» **Given information**
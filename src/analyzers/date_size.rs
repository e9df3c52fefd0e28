//! `DateSizeAnalyzer` (spec §4.E.2): age and size buckets plus a recency
//! score and size penalty, both cache-backed.

use super::{cache_key, CacheKeyStrategy, EmailAnalysisContext};
use crate::cache::Cache;
use serde::{Deserialize, Serialize};
use std::sync::Arc;
use std::time::Duration;

#[derive(Debug, Clone, Serialize, Deserialize)]
pub struct DateSizeConfig {
    pub recent_days: i64,
    pub moderate_days: i64,
    pub old_days_for_recency: i64,
    pub small_bytes: i64,
    pub medium_bytes: i64,
    pub large_bytes_ceiling: i64,
    pub cache_ttl: Duration,
    pub cache_key_strategy_full: bool,
}

impl Default for DateSizeConfig {
    fn default() -> Self {
        Self {
            recent_days: 7,
            moderate_days: 30,
            old_days_for_recency: 365,
            small_bytes: 100 * 1024,
            medium_bytes: 1024 * 1024,
            large_bytes_ceiling: 10 * 1024 * 1024,
            cache_ttl: Duration::from_secs(300),
            cache_key_strategy_full: false,
        }
    }
}

#[derive(Debug, Clone, Serialize, Deserialize, PartialEq)]
pub struct DateSizeResult {
    pub age_category: String,
    pub size_category: String,
    pub recency_score: f64,
    pub size_penalty: f64,
}

pub struct DateSizeAnalyzer {
    config: DateSizeConfig,
    cache: Arc<Cache>,
}

impl DateSizeAnalyzer {
    pub fn new(config: DateSizeConfig, cache: Arc<Cache>) -> Self {
        Self { config, cache }
    }

    fn strategy(&self) -> CacheKeyStrategy {
        if self.config.cache_key_strategy_full {
            CacheKeyStrategy::Full
        } else {
            CacheKeyStrategy::Partial
        }
    }

    pub async fn analyze(&self, ctx: &EmailAnalysisContext, now_ms: i64) -> DateSizeResult {
        let key = cache_key("datesize", self.strategy(), ctx);
        if let Some(cached) = self.cache.get::<DateSizeResult>(&key).await {
            return cached;
        }

        let age_days = (now_ms - ctx.date) as f64 / 86_400_000.0;

        let age_category = if age_days <= self.config.recent_days as f64 {
            "recent"
        } else if age_days <= self.config.moderate_days as f64 {
            "moderate"
        } else {
            "old"
        };

        let size_category = if ctx.size <= self.config.small_bytes {
            "small"
        } else if ctx.size <= self.config.medium_bytes {
            "medium"
        } else {
            "large"
        };

        // Future dates (negative age_days) legally exceed 1 — only the lower
        // bound is clamped.
        let recency_score = (1.0 - age_days / self.config.old_days_for_recency as f64).max(0.0);

        let size_penalty = if ctx.size <= self.config.small_bytes {
            0.0
        } else {
            ((ctx.size - self.config.small_bytes) as f64
                / (self.config.large_bytes_ceiling - self.config.small_bytes) as f64)
                .min(1.0)
        };

        let result = DateSizeResult {
            age_category: age_category.to_string(),
            size_category: size_category.to_string(),
            recency_score,
            size_penalty,
        };
        self.cache.set(&key, &result, Some(self.config.cache_ttl)).await;
        result
    }
}

#[cfg(test)]
mod tests {
    use super::*;

    fn ctx_with_age_days(age_days: i64) -> (EmailAnalysisContext, i64) {
        let now_ms = 1_700_000_000_000;
        let date = now_ms - age_days * 86_400_000;
        (EmailAnalysisContext::new("e1", "", "", "", vec![], date, 0, false, "u1"), now_ms)
    }

    #[tokio::test]
    async fn age_boundary_exactly_seven_days_is_recent() {
        let analyzer = DateSizeAnalyzer::new(DateSizeConfig::default(), Arc::new(Cache::default()));
        let (ctx, now) = ctx_with_age_days(7);
        assert_eq!(analyzer.analyze(&ctx, now).await.age_category, "recent");
    }

    #[tokio::test]
    async fn age_boundary_exactly_thirty_days_is_moderate() {
        let analyzer = DateSizeAnalyzer::new(DateSizeConfig::default(), Arc::new(Cache::default()));
        let (ctx, now) = ctx_with_age_days(30);
        assert_eq!(analyzer.analyze(&ctx, now).await.age_category, "moderate");
    }

    #[tokio::test]
    async fn age_thirty_one_days_is_old() {
        let analyzer = DateSizeAnalyzer::new(DateSizeConfig::default(), Arc::new(Cache::default()));
        let (ctx, now) = ctx_with_age_days(31);
        assert_eq!(analyzer.analyze(&ctx, now).await.age_category, "old");
    }

    #[tokio::test]
    async fn size_boundaries() {
        let analyzer = DateSizeAnalyzer::new(DateSizeConfig::default(), Arc::new(Cache::default()));
        let now = 0;
        let small = EmailAnalysisContext::new("e1", "", "", "", vec![], 0, 100 * 1024, false, "u1");
        assert_eq!(analyzer.analyze(&small, now).await.size_category, "small");

        let medium = EmailAnalysisContext::new("e2", "", "", "", vec![], 0, 1024 * 1024, false, "u1");
        assert_eq!(analyzer.analyze(&medium, now).await.size_category, "medium");

        let large = EmailAnalysisContext::new("e3", "", "", "", vec![], 0, 10 * 1024 * 1024, false, "u1");
        assert_eq!(analyzer.analyze(&large, now).await.size_category, "large");
    }

    #[tokio::test]
    async fn small_email_has_no_size_penalty() {
        let analyzer = DateSizeAnalyzer::new(DateSizeConfig::default(), Arc::new(Cache::default()));
        let ctx = EmailAnalysisContext::new("e1", "", "", "", vec![], 0, 1024, false, "u1");
        assert_eq!(analyzer.analyze(&ctx, 0).await.size_penalty, 0.0);
    }

    #[tokio::test]
    async fn future_date_recency_score_can_exceed_one() {
        let analyzer = DateSizeAnalyzer::new(DateSizeConfig::default(), Arc::new(Cache::default()));
        let ctx = EmailAnalysisContext::new("e1", "", "", "", vec![], 86_400_000 * 10, 0, false, "u1");
        let result = analyzer.analyze(&ctx, 0).await;
        assert!(result.recency_score > 1.0);
    }
}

» **Task item**
An exact repetition of the material above is required, from its first line through the line holding "#[derive(Debug, Clone, Serialize, Deserialize)]", with nothing added.

» **Exercise answer**
filename src/analyzers/date_size.rs
repository e9df3c52fefd0e28
//! `DateSizeAnalyzer` (spec §4.E.2): age and size buckets plus a recency
//! score and size penalty, both cache-backed.

use super::{cache_key, CacheKeyStrategy, EmailAnalysisContext};
use crate::cache::Cache;
use serde::{Deserialize, Serialize};
use std::sync::Arc;
use std::time::Duration;

#[derive(Debug, Clone, Serialize, Deserialize)]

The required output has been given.